Guidelines can be biased, particularly if the guideline developers stand to gain from some of the recommendations. In most cases this isn't an intentional bias, but rather implicit bias hovering beneath the clinician's consciousness. Is implicit bias influencing screening for heart disease in Down Syndrome children?
Source: Bogarapu S, Pinto NM, Etheridge SP, et al. Screening for congenital heart disease in infants with Down Syndrome: is universal echocardiography necessary? Pediatr Cardiol. 2016;37(7):1222-1227; doi:10.1007/s00246-016-1419-2. See AAP Grand Rounds commentary by Dr. David Spar (subscription required).
In 2011, the AAP Committee on Genetics provided us with guidelines on Health Supervision for Children with Down Syndrome. Of course there are many screening and health supervision issues for these children that are different from children without Down syndrome, so guidance from experts is really valuable. When I look at any guideline, one of the first things I do is look for strength of evidence ratings to help me understand whether what I'm reading is just expert consensus or a stronger recommendation supported by clinical trials or other high quality studies. For this guideline, there are no evidence ratings, and I know that at the time of publication the AAP hadn't agreed on criteria for evidence ratings, so their absence is lamentable but not surprising.
Secondly, I try to ascertain if there is any implicit bias present - whether any of the authors have a financial or professional stake in the recommendations. Well, if you want a guideline written by experts in the field, you can't help but have some degree of conflict of interest. I'd want a cardiologist to weigh in on how to screen children with Down syndrome for cardiac disease. However, it raises my antennae just a bit, analogous to articles funded and/or authored by the pharmaceutical industry. They may be perfectly honest in their writing, but it's hard to contain implicit bias since the individual isn't aware of its presence. Guess how many of the 7 Committee on Genetics members are cardiologists: exactly zero. So much for my fox/henhouse idea. But what is the best way to screen for heart disease in children with Down syndrome?
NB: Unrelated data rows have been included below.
// GPU reaction-diffusion playground.
// Run with: cargo run --release
// Settings are read from rd_settings.json (or $RD_SETTINGS) at startup.

mod device;
mod driver;
mod error;
mod gpu;
mod params;
mod seed;
mod stats;
mod surfaces;
mod uniforms;

#[cfg(test)]
mod testing;

use driver::FrameDriver;
use error::{DeviceFailure, RenderError};
use gpu::WgpuDevice;
use params::{AppContext, Parameters};
use stats::FrameStats;
use std::sync::Arc;
use winit::{
    event::*,
    event_loop::{ActiveEventLoop, EventLoop},
    keyboard::{KeyCode, PhysicalKey},
};

const WINDOW_TITLE: &str = "Reaction-Diffusion Playground";

// ============================================================================
// INPUT
// ============================================================================

fn handle_key(
    code: KeyCode,
    ctx: &mut AppContext,
    driver: &mut FrameDriver<WgpuDevice>,
    device: &mut WgpuDevice,
    target: &ActiveEventLoop,
) {
    match code {
        KeyCode::Space => {
            let paused = ctx.toggle_pause();
            log::info!("{}", if paused { "Paused" } else { "Resumed" });
        }
        KeyCode::KeyR => {
            driver.reseed(device, &ctx.params.seed);
            log::info!("Reseeded with {:?}", ctx.params.seed);
        }
        KeyCode::KeyS => {
            let style = ctx.params.display.rendering_style.next();
            ctx.params.display.rendering_style = style;
            log::info!("Rendering style: {:?}", style);
        }
        KeyCode::Escape => target.exit(),
        _ => {}
    }
}

// ============================================================================
// MAIN
// ============================================================================

fn main() -> anyhow::Result<()> {
    use env_logger::Env;
    env_logger::Builder::from_env(Env::default().default_filter_or("warn")).init();

    let settings_path = Parameters::default_path();
    let params = Parameters::load_or_default(&settings_path);

    let event_loop = EventLoop::new()?;
    let window = Arc::new(
        event_loop.create_window(
            winit::window::WindowAttributes::default()
                .with_title(WINDOW_TITLE)
                .with_inner_size(winit::dpi::PhysicalSize::new(
                    params.canvas_width,
                    params.canvas_height,
                )),
        )?,
    );

    let mut device = WgpuDevice::new(window.clone())?;

    // The canvas always mirrors the real presentation surface.
    let mut ctx = AppContext::new(params);
    let (width, height) = device.screen_size();
    ctx.params.canvas_width = width;
    ctx.params.canvas_height = height;

    let mut driver = FrameDriver::new(&mut device, &ctx)?;
    let mut stats = FrameStats::new(driver.ping_pong_steps());

    window.request_redraw();

    event_loop.run(move |event, target| {
        if let Event::WindowEvent { event, window_id } = event {
            if window_id != window.id() {
                return;
            }
            match event {
                WindowEvent::CloseRequested => {
                    log::info!("Rendered {} frames", stats.total_frames());
                    target.exit();
                }
                WindowEvent::Resized(physical_size) => {
                    let was_minimized = ctx.is_minimized();
                    ctx.request_resize(physical_size.width, physical_size.height);
                    // Ticks stop while minimized; restart them on restore.
                    if was_minimized && !ctx.is_minimized() {
                        window.request_redraw();
                    }
                }
                WindowEvent::KeyboardInput {
                    event:
                        KeyEvent {
                            physical_key: PhysicalKey::Code(code),
                            state: ElementState::Pressed,
                            repeat: false,
                            ..
                        },
                    ..
                } => handle_key(code, &mut ctx, &mut driver, &mut device, target),
                WindowEvent::RedrawRequested => {
                    if ctx.is_minimized() {
                        return;
                    }
                    match driver.frame(&mut device, &mut ctx, &mut stats) {
                        Ok(()) => {}
                        Err(RenderError::DeviceSubmissionFailure(
                            DeviceFailure::SurfaceLost | DeviceFailure::SurfaceOutdated,
                        )) => {
                            device.reconfigure();
                        }
                        Err(err) if err.is_fatal() => {
                            log::error!("Stopping render loop: {}", err);
                            target.exit();
                        }
                        // Already logged by the driver; retry on the next tick.
                        Err(_) => {}
                    }

                    if let Some(report) = stats.take_report() {
                        window.set_title(&format!("{} - {}", WINDOW_TITLE, report));
                        log::debug!("{}", report);
                    }

                    // Every tick presents, paused or not, so Fifo presentation
                    // holds the next one until the following refresh.
                    window.request_redraw();
                }
                _ => {}
            }
        }
    })?;

    Ok(())
}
The recommendation for screening for congenital heart disease, in the section covering infants from birth to 1 month of age contains this advice:
"Heart defects (∼50% risk). Perform an echocardiogram, to be read by a pediatric cardiologist, regardless of whether a fetal echocardiogram was performed. Refer to a pediatric cardiologist for evaluation any infant whose postnatal echocardiogram results are abnormal."
That's clearly money in the cardiologist's pocket, but also it could present a major hurdle for a family that doesn't have ready access to a pediatric cardiologist. So, I was pleased to see the current study, a retrospective chart review of how 408 Down syndrome children were evaluated for heart disease, and whether screening efforts short of echocardiogram could be effective. The authors found that the combination of physical exam, electrocardiogram, and chest radiograph identified 95% of children with major congenital heart disease. They calculated that, if echocardiogram were performed only on infants who failed screening, 17% fewer echocardiograms would have been performed.
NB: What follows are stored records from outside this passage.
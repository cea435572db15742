//! Event fetching: directional log queries, merge, dedup, enrichment.
//!
//! For one scheduled block range the fetcher produces the deduplicated,
//! enriched [`TransferEvent`] sequence for the watched wallet. The range
//! is transparently subdivided into windows no wider than the RPC's
//! per-call cap; within each window the two directional queries run
//! concurrently since they are independent reads.

use std::collections::HashSet;
use std::time::Duration;

use alloy::primitives::Address;

use crate::source::{ChainSource, SourceError};
use crate::types::{BlockRange, Direction, TransferEvent, TransferLog};

/// Fetches and enriches transfer events for one wallet.
#[derive(Debug)]
pub struct EventFetcher<'a, S> {
    source: &'a S,
    wallet: Address,
    rpc_window: u64,
    window_delay: Duration,
}

impl<'a, S: ChainSource> EventFetcher<'a, S> {
    /// Create a fetcher querying `source` for `wallet`.
    ///
    /// `rpc_window` is the endpoint's hard per-call block cap;
    /// `window_delay` paces consecutive windows.
    pub const fn new(source: &'a S, wallet: Address, rpc_window: u64, window_delay: Duration) -> Self {
        Self {
            source,
            wallet,
            rpc_window,
            window_delay,
        }
    }

    /// Produce all unique transfer events for `range`.
    ///
    /// A single record that cannot be enriched is logged and dropped so it
    /// cannot block checkpoint progress. A failed log query, by contrast,
    /// propagates: silently skipping a whole window would leave a gap the
    /// checkpoint then seals over.
    ///
    /// # Errors
    ///
    /// Returns an error if a log query fails after all retries.
    pub async fn fetch(&self, range: BlockRange) -> Result<Vec<TransferEvent>, SourceError> {
        let mut events = Vec::new();

        for (i, window) in windows(range, self.rpc_window).enumerate() {
            if i > 0 {
                tokio::time::sleep(self.window_delay).await;
            }
            tracing::debug!(from = window.from, to = window.to, "querying window");

            let (outgoing, incoming) = tokio::join!(
                self.source.transfer_logs(self.wallet, Direction::Outgoing, window),
                self.source.transfer_logs(self.wallet, Direction::Incoming, window),
            );

            for log in merge_unique(outgoing?, incoming?) {
                match self.enrich(&log).await {
                    Ok(Some(event)) => events.push(event),
                    // Receipt missing after retries; already logged.
                    Ok(None) => {}
                    Err(e) => {
                        tracing::warn!(
                            tx = %log.transaction_hash,
                            block = log.block_number,
                            error = %e,
                            "failed to enrich event, skipping"
                        );
                    }
                }
            }
        }

        Ok(events)
    }

    /// Attach block timestamp and receipt fields to one decoded log.
    ///
    /// Returns `Ok(None)` when the receipt stayed missing after retries.
    async fn enrich(&self, log: &TransferLog) -> Result<Option<TransferEvent>, SourceError> {
        let timestamp = self.source.block_timestamp(log.block_number).await?;

        let Some(receipt) = self.source.transaction_receipt(log.transaction_hash).await? else {
            tracing::warn!(
                tx = %log.transaction_hash,
                block = log.block_number,
                "receipt not found after retries, dropping event"
            );
            return Ok(None);
        };

        Ok(Some(TransferEvent {
            block_number: log.block_number,
            transaction_hash: log.transaction_hash,
            from: log.from,
            to: log.to,
            value: log.value,
            timestamp,
            receipt,
        }))
    }
}

/// Split `range` into inclusive windows of at most `step` blocks.
fn windows(range: BlockRange, step: u64) -> impl Iterator<Item = BlockRange> {
    let mut current = range.from;
    std::iter::from_fn(move || {
        if current > range.to {
            return None;
        }
        let end = range.to.min(current.saturating_add(step - 1));
        let window = BlockRange::new(current, end);
        current = end + 1;
        Some(window)
    })
}

/// Merge both directional result sets, keeping one log per transaction
/// hash. A self-transfer matches both filters and collapses to one entry;
/// the shared fields are identical, so the first occurrence wins.
fn merge_unique(outgoing: Vec<TransferLog>, incoming: Vec<TransferLog>) -> Vec<TransferLog> {
    let mut seen = HashSet::new();
    outgoing
        .into_iter()
        .chain(incoming)
        .filter(|log| seen.insert(log.transaction_hash))
        .collect()
}
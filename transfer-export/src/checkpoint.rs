//! Export checkpoint persistence.
//!
//! The checkpoint is the sole source of truth for resumption. It is
//! carried explicitly between loop iterations and mirrored to
//! `<data_dir>/checkpoint.json` after each durable flush so a process
//! restart resumes from the same block. It is never re-derived by
//! reading the sink.

use std::path::Path;
use std::time::{SystemTime, UNIX_EPOCH};

use alloy::primitives::Address;
use anyhow::{Context, Result};
use serde::{Deserialize, Serialize};

/// Last block known to be fully processed for one wallet.
#[derive(Debug, Clone, Copy, PartialEq, Eq, Serialize, Deserialize)]
pub struct Checkpoint {
    /// Wallet the checkpoint belongs to.
    pub address: Address,
    /// Upper bound of the last durably flushed range.
    pub last_processed_block: u64,
    /// Unix timestamp (seconds) of the last advance.
    pub updated_at: u64,
}

impl Checkpoint {
    /// Create a checkpoint at the given block with the current timestamp.
    #[must_use]
    pub fn new(address: Address, last_processed_block: u64) -> Self {
        let updated_at = SystemTime::now()
            .duration_since(UNIX_EPOCH)
            .unwrap_or_default()
            .as_secs();
        Self {
            address,
            last_processed_block,
            updated_at,
        }
    }

    /// Successor checkpoint advanced to `block`.
    ///
    /// Advancing never moves backwards; a lower `block` keeps the current
    /// position.
    #[must_use]
    pub fn advanced(&self, block: u64) -> Self {
        Self::new(self.address, self.last_processed_block.max(block))
    }

    /// Read the checkpoint from `<dir>/checkpoint.json`.
    ///
    /// Returns `None` if the file does not exist (first run), if it holds
    /// invalid JSON, or if it belongs to a different wallet — the latter
    /// two log a warning and trigger a fresh start from the configured
    /// initial block.
    ///
    /// # Errors
    ///
    /// Returns an error if the file exists but cannot be read (I/O error).
    pub fn load(dir: &Path, address: Address) -> Result<Option<Self>> {
        let path = dir.join("checkpoint.json");
        if !path.exists() {
            return Ok(None);
        }
        let data = std::fs::read_to_string(&path)
            .with_context(|| format!("reading {}", path.display()))?;
        match serde_json::from_str::<Self>(&data) {
            Ok(checkpoint) if checkpoint.address == address => Ok(Some(checkpoint)),
            Ok(checkpoint) => {
                tracing::warn!(
                    path = %path.display(),
                    found = %checkpoint.address,
                    expected = %address,
                    "checkpoint belongs to another wallet, starting fresh"
                );
                Ok(None)
            }
            Err(e) => {
                tracing::warn!(path = %path.display(), error = %e, "corrupted checkpoint, starting fresh");
                Ok(None)
            }
        }
    }

    /// Persist the checkpoint to `<dir>/checkpoint.json` atomically.
    ///
    /// # Errors
    ///
    /// Returns an error if the directory cannot be created or the file
    /// cannot be written.
    pub fn save(&self, dir: &Path) -> Result<()> {
        std::fs::create_dir_all(dir).with_context(|| format!("creating {}", dir.display()))?;

        let path = dir.join("checkpoint.json");
        let tmp = dir.join("checkpoint.json.tmp");

        std::fs::write(&tmp, serde_json::to_string_pretty(self)?.as_bytes())
            .with_context(|| format!("writing {}", tmp.display()))?;
        std::fs::rename(&tmp, &path)
            .with_context(|| format!("renaming {} → {}", tmp.display(), path.display()))?;

        Ok(())
    }
}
That's pretty good, but not good enough. Major congenital heart disease is of course a serious condition, and I'd want a screening test to be 100% sensitive. Raising the sensitivity bar to that level will absolutely result in many false positive results, meaning that some children would have an echocardiogram but wouldn't benefit from it, but if it still resulted in significantly less children needing an echocardiogram, it could be worth it.
Of course there are several other issues that should prevent anyone from implementing these results in clinical practice tomorrow. First, the fact that it was retrospective and based on chart review can introduce many sources of bias. For example, did the cardiologists or radiologists interpreting the electrocardiograms or radiographs have any clinical information about the children? If they were aware of clinical information suggesting a high (or low) likelihood of congenital heart disease, that might influence their interpretation of borderline findings. I wish the authors had used blinded observers to re-interpret these studies to see if the results would change.
Still, this study raises the question about whether unnecessary echocardiograms are being performed in children with Down syndrome. I hope we see an ambitious prospective study of this question in the near future. For now, stick with the 2011 guidelines; they aren't perfect, but they're the best we have at the moment.